Don’t blame Dataset Shift! Shortcut Learning due to Gradients and Cross Entropy

Published: 21 Sept 2023, Last Modified: 02 Nov 2023NeurIPS 2023 posterEveryoneRevisionsBibTeX
Keywords: shortcut learning, spurious correlations, perfect stable feature, perception tasks, implicit bias in optimization, improving inductive biases
TL;DR: Implicit biases toward maximizing margins induce shortcut learning in ERM even in tasks with perfect stable features, controlling margins mitigates shortcuts
Abstract: Common explanations for shortcut learning assume that the shortcut improves prediction only under the training distribution. Thus, models trained in the typical way by minimizing log-loss using gradient descent, which we call default-ERM, should utilize the shortcut. However, even when the stable feature determines the label in the training distribution and the shortcut does not provide any additional information, like in perception tasks, default-ERM exhibits shortcut learning. Why are such solutions preferred when the loss can be driven to zero when using the stable feature alone? By studying a linear perception task, we show that default-ERM’s preference for maximizing the margin, even without overparameterization, leads to models that depend more on the shortcut than the stable feature. This insight suggests that default-ERM’s implicit inductive bias towards max-margin may be unsuitable for perception tasks.
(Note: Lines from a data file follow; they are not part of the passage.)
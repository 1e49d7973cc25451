//! Use case for reviewing the whole scenario history in one model call

use std::sync::Arc;

use redteam_core::config::LlmConfig;
use redteam_core::domain::{HistoryReport, Scenario};
use tracing::info;

use crate::domain::{CompletionRequest, LlmError, LlmProvider};
use crate::infrastructure::prompts::{ANALYSIS_SYSTEM_PROMPT, PromptBuilder};
use crate::infrastructure::report_parser::{HeadingSectionParser, ReportParser};

pub struct AnalyzeHistoryUseCase {
    provider: Arc<dyn LlmProvider>,
    config: LlmConfig,
    parser: Arc<dyn ReportParser>,
}

impl AnalyzeHistoryUseCase {
    pub fn new(provider: Arc<dyn LlmProvider>, config: LlmConfig) -> Self {
        Self::with_parser(provider, config, Arc::new(HeadingSectionParser))
    }

    pub fn with_parser(
        provider: Arc<dyn LlmProvider>,
        config: LlmConfig,
        parser: Arc<dyn ReportParser>,
    ) -> Self {
        Self {
            provider,
            config,
            parser,
        }
    }

    pub async fn execute(&self, scenarios: &[Scenario]) -> Result<HistoryReport, LlmError> {
        if scenarios.is_empty() {
            return Err(LlmError::InvalidRequest(
                "No simulation results to analyze".to_string(),
            ));
        }

        info!(scenarios = scenarios.len(), "Analyzing simulation history");

        let request = CompletionRequest::new()
            .with_system(ANALYSIS_SYSTEM_PROMPT)
            .with_user(PromptBuilder::build_history_prompt(scenarios))
            .with_model(&self.config.default_model)
            .with_max_tokens(self.config.max_tokens)
            .with_temperature(self.config.analysis_temperature);

        let response = self.provider.complete(request).await?;

        let mut report = self.parser.parse(&response.text());
        report.scenario_count = scenarios.len();
        Ok(report)
    }
}
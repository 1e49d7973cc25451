//! Scenario builders shared by the domain unit tests

use redteam_core::domain::{
    AttackPlan, AttackerProfile, Complexity, Scenario, StepResult, Target, VulnerabilityAnalysis,
};
use serde_json::json;

/// Facility when `id` starts with "FAC", vessel otherwise
pub fn target(id: &str) -> Target {
    let value = if id.starts_with("FAC") {
        json!({ "id": id, "name": "Test Plant", "facility_type": "Power Plant" })
    } else {
        json!({ "mmsi": id, "vessel_name": format!("VESSEL_{}", id), "vessel_type": "Cargo" })
    };
    Target::from_value(value).unwrap()
}

/// A simulated scenario with one step per outcome
pub fn simulated(id: &str, attack_vector: &str, outcomes: &[bool]) -> Scenario {
    let steps: Vec<String> = (1..=outcomes.len().max(1))
        .map(|i| format!("Step {}", i))
        .collect();
    let mut scenario = Scenario::new(
        target(id),
        Complexity::Medium,
        AttackPlan {
            attack_vector: attack_vector.to_string(),
            steps: steps.clone(),
            impact: "High".to_string(),
            indicators: vec![],
            attacker_profile: AttackerProfile {
                resources: "Medium".to_string(),
                skills: "Advanced".to_string(),
            },
        },
    );
    let results = outcomes
        .iter()
        .enumerate()
        .map(|(i, success)| StepResult::new(i + 1, steps[i].as_str(), *success))
        .collect();
    scenario.record_simulation(results).unwrap();
    scenario
}

pub fn analyzed(id: &str, attack_vector: &str, outcomes: &[bool], severity: &str) -> Scenario {
    let mut scenario = simulated(id, attack_vector, outcomes);
    scenario
        .record_analysis(VulnerabilityAnalysis {
            severity: severity.to_string(),
            explanation: "Test analysis".to_string(),
            mitigations: vec![],
            long_term_fixes: vec![],
            detection_methods: vec![],
        })
        .unwrap();
    scenario
}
Instead, we consider inductive biases toward uniform margins. We show that uniform margins guarantee sole dependence on the perfect stable feature in the linear perception task and suggest alternative loss functions, termed margin control (MARG-CTRL), that encourage uniform-margin solutions. MARG-CTRL techniques mitigate shortcut learning on a variety of vision and language tasks, showing that changing inductive biases can remove the need for complicated shortcut-mitigating methods in perception tasks.